VI. What Are ‘Right of Access’ requests?

When collecting data from an EU resident, a business can expect to receive a “Right of Access” request. The GDPR states customers have a right to any data that has been collected so it is probably proactive to develop a standard process for responding to and then delivering upon these requests. To start, a business must confirm a person’s identity so that data is never sent to anyone but! How it’s gathered and then shared is a DPO/ business challenge. When shared, the info should be marked as “Completed.” If multiple requests come from the same individual, GDPR law states a business can assess a fee. These terms are all elements of a good Privacy Policy.

VII. How About Erasure Requests?

Like with ‘Right to Access’ a business should expect to receive “Right to Erasure” requests. But as a business owner there is a need to keep some data. At least to comply with any contractual obligations and to protect the business, like for instance tracking IDs or info needed to deal with a shipping dispute. Know what personal customer data is needed, and include it in the privacy policy! Know how long inactive accounts, pending, failed or cancelled orders and completed orders are preserved. At least in the US, know what length of time a person can exercise a credit charge back for in case it is unfair to the business. And as with the above, confirm a person’s identity so that data is never sent to anyone but!

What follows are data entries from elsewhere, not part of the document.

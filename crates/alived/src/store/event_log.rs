// SPDX-License-Identifier: Apache-2.0 OR MIT
// Copyright (c) 2025-2026 naskel.com

//! Event history.
//!
//! Each unit gets an append-only file of fixed 16-byte records
//! (time, address, user message, event code; little-endian `u32`s).
//! All events also go to one shared text log, one line each.

use super::{file_name_for, io_error, StoreError};
use crate::clock;
use crate::registry::event::UnitEvent;
use byteorder::{LittleEndian, ReadBytesExt, WriteBytesExt};
use parking_lot::Mutex;
use std::fs::{self, File, OpenOptions};
use std::io::{self, BufReader, Read, Write};
use std::net::Ipv4Addr;
use std::path::{Path, PathBuf};

pub const EVENT_RECORD_LEN: usize = 16;

#[derive(Debug, Clone, Copy, PartialEq, Eq)]
pub struct EventRecord {
    pub time: u32,
    pub address: Ipv4Addr,
    pub user_msg: u32,
    /// Event kind code; see `EventKind::from_code`.
    pub kind: u32,
}

impl EventRecord {
    pub fn write<W: Write>(&self, w: &mut W) -> io::Result<()> {
        w.write_u32::<LittleEndian>(self.time)?;
        w.write_u32::<LittleEndian>(u32::from(self.address))?;
        w.write_u32::<LittleEndian>(self.user_msg)?;
        w.write_u32::<LittleEndian>(self.kind)
    }

    pub fn read<R: Read>(r: &mut R) -> io::Result<Self> {
        Ok(Self {
            time: r.read_u32::<LittleEndian>()?,
            address: Ipv4Addr::from(r.read_u32::<LittleEndian>()?),
            user_msg: r.read_u32::<LittleEndian>()?,
            kind: r.read_u32::<LittleEndian>()?,
        })
    }
}

/// Read every complete record of a per-unit event file.
pub fn read_records(path: &Path) -> Result<Vec<EventRecord>, StoreError> {
    let file = File::open(path).map_err(io_error(path))?;
    let len = file.metadata().map_err(io_error(path))?.len() as usize;
    let mut reader = BufReader::new(file);
    let mut records = Vec::with_capacity(len / EVENT_RECORD_LEN);
    for _ in 0..len / EVENT_RECORD_LEN {
        records.push(EventRecord::read(&mut reader).map_err(io_error(path))?);
    }
    Ok(records)
}

#[derive(Debug)]
pub struct EventLog {
    dir: PathBuf,
    text_path: PathBuf,
    // Serialises appends so that text lines never interleave.
    lock: Mutex<()>,
}

impl EventLog {
    pub fn open(dir: &Path, text_path: &Path) -> Result<Self, StoreError> {
        fs::create_dir_all(dir).map_err(io_error(dir))?;
        if let Some(parent) = text_path.parent().filter(|p| !p.as_os_str().is_empty()) {
            fs::create_dir_all(parent).map_err(io_error(parent))?;
        }
        Ok(Self {
            dir: dir.to_path_buf(),
            text_path: text_path.to_path_buf(),
            lock: Mutex::new(()),
        })
    }

    pub fn path_for(&self, name: &str) -> PathBuf {
        self.dir.join(file_name_for(name))
    }

    pub fn text_path(&self) -> &Path {
        &self.text_path
    }

    pub fn append(&self, event: &UnitEvent) -> Result<(), StoreError> {
        let record = EventRecord {
            time: event.time,
            address: event.ping.address,
            user_msg: event.ping.user_msg,
            kind: u32::from(event.kind.code()),
        };
        let line = format!(
            "{} {} {} {} {}\n",
            clock::format_time(event.time),
            event.name,
            event.kind,
            event.ping.address,
            event.ping.user_msg
        );

        let _guard = self.lock.lock();

        let path = self.path_for(&event.name);
        let mut file = OpenOptions::new()
            .create(true)
            .append(true)
            .open(&path)
            .map_err(io_error(&path))?;
        let mut buf = Vec::with_capacity(EVENT_RECORD_LEN);
        record.write(&mut buf).map_err(io_error(&path))?;
        file.write_all(&buf).map_err(io_error(&path))?;

        let mut text = OpenOptions::new()
            .create(true)
            .append(true)
            .open(&self.text_path)
            .map_err(io_error(&self.text_path))?;
        text.write_all(line.as_bytes())
            .map_err(io_error(&self.text_path))?;
        Ok(())
    }

    pub fn records(&self, name: &str) -> Result<Vec<EventRecord>, StoreError> {
        read_records(&self.path_for(name))
    }

    /// Raw contents of the shared text log; empty if it does not exist yet.
    pub fn text_contents(&self) -> Result<Vec<u8>, StoreError> {
        let _guard = self.lock.lock();
        match fs::read(&self.text_path) {
            Ok(bytes) => Ok(bytes),
            Err(e) if e.kind() == io::ErrorKind::NotFound => Ok(Vec::new()),
            Err(e) => Err(io_error(&self.text_path)(e)),
        }
    }

    pub fn remove(&self, name: &str) -> Result<bool, StoreError> {
        let path = self.path_for(name);
        let _guard = self.lock.lock();
        match fs::remove_file(&path) {
            Ok(()) => Ok(true),
            Err(e) if e.kind() == io::ErrorKind::NotFound => Ok(false),
            Err(e) => Err(io_error(&path)(e)),
        }
    }
}

#[cfg(test)]
mod tests {
    use super::*;
    use crate::registry::event::EventKind;
    use crate::registry::unit::Ping;
    use tempfile::TempDir;

    fn event(kind: EventKind, time: u32) -> UnitEvent {
        UnitEvent {
            name: "ioc1".into(),
            kind,
            ping: Ping {
                address: Ipv4Addr::new(10, 1, 2, 3),
                origin_port: 5000,
                version: 5,
                heartbeat: 1,
                period: 15,
                incarnation: 1,
                boot_time: 1,
                timestamp: time,
                reply_port: 0,
                user_msg: 4,
            },
            env: None,
            time,
        }
    }

    #[test]
    fn test_append_writes_records_and_text() {
        let tmp = TempDir::new().unwrap();
        let log = EventLog::open(&tmp.path().join("events"), &tmp.path().join("events.txt"))
            .unwrap();

        log.append(&event(EventKind::Boot, 1_800_000_000)).unwrap();
        log.append(&event(EventKind::Fail, 1_800_000_100)).unwrap();

        let raw = fs::read(log.path_for("ioc1")).unwrap();
        assert_eq!(raw.len(), 2 * EVENT_RECORD_LEN);

        let records = log.records("ioc1").unwrap();
        assert_eq!(records[0].kind, u32::from(EventKind::Boot.code()));
        assert_eq!(records[1].time, 1_800_000_100);
        assert_eq!(records[1].address, Ipv4Addr::new(10, 1, 2, 3));

        let text = String::from_utf8(log.text_contents().unwrap()).unwrap();
        let lines: Vec<&str> = text.lines().collect();
        assert_eq!(lines.len(), 2);
        assert!(lines[0].ends_with("ioc1 BOOT 10.1.2.3 4"));
        assert!(lines[1].contains(" FAIL "));
    }

    #[test]
    fn test_partial_trailing_record_is_ignored() {
        let tmp = TempDir::new().unwrap();
        let log = EventLog::open(tmp.path(), &tmp.path().join("t.txt")).unwrap();
        log.append(&event(EventKind::Boot, 5)).unwrap();
        let mut f = OpenOptions::new()
            .append(true)
            .open(log.path_for("ioc1"))
            .unwrap();
        f.write_all(&[1, 2, 3]).unwrap();
        assert_eq!(log.records("ioc1").unwrap().len(), 1);
    }

    #[test]
    fn test_missing_text_log_reads_empty() {
        let tmp = TempDir::new().unwrap();
        let log = EventLog::open(tmp.path(), &tmp.path().join("none.txt")).unwrap();
        assert!(log.text_contents().unwrap().is_empty());
        assert!(!log.remove("nobody").unwrap());
    }
}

VIII. What Of Security Breaches?

To raise the bar the GDPR introduced rules governing what a merchant must do when an EU residents’ data is exposed in a breach. One of the continuing responsibilities of the designated DPO is to ensure a business website is secure as is possible, which includes:

  • ensuring the site and its applications are managed/ updated to the most timely security standards;
  • ensuring unnecessary applications are deactivated and removed;
  • backing up website and accounts data, including exporting the data to secure storage in order to minimize exposure for in the event;
  • requiring unique passwords on all accounts, regardless of the inconvenience;
  • never allowing shared accounts AND
  • removing employee accounts immediately WHEN they leave.

What also specifically changed with the GDPR is that when security is breached there are ‘communication requirements’ to impacted users as well as to law enforcement. These come first, and then for a public announcement.

In Summary, GDPR For US Business Owners

Privacy isn’t going to be a one time effort for business anymore. The GDPR is just the latest set of laws designed to shift power back in to the hands of people AND the USA will undoubtedly follow suit in the near future. Getting familiar with these laws, which ones apply, how they apply and are dealt with is going to be an ongoing responsibility!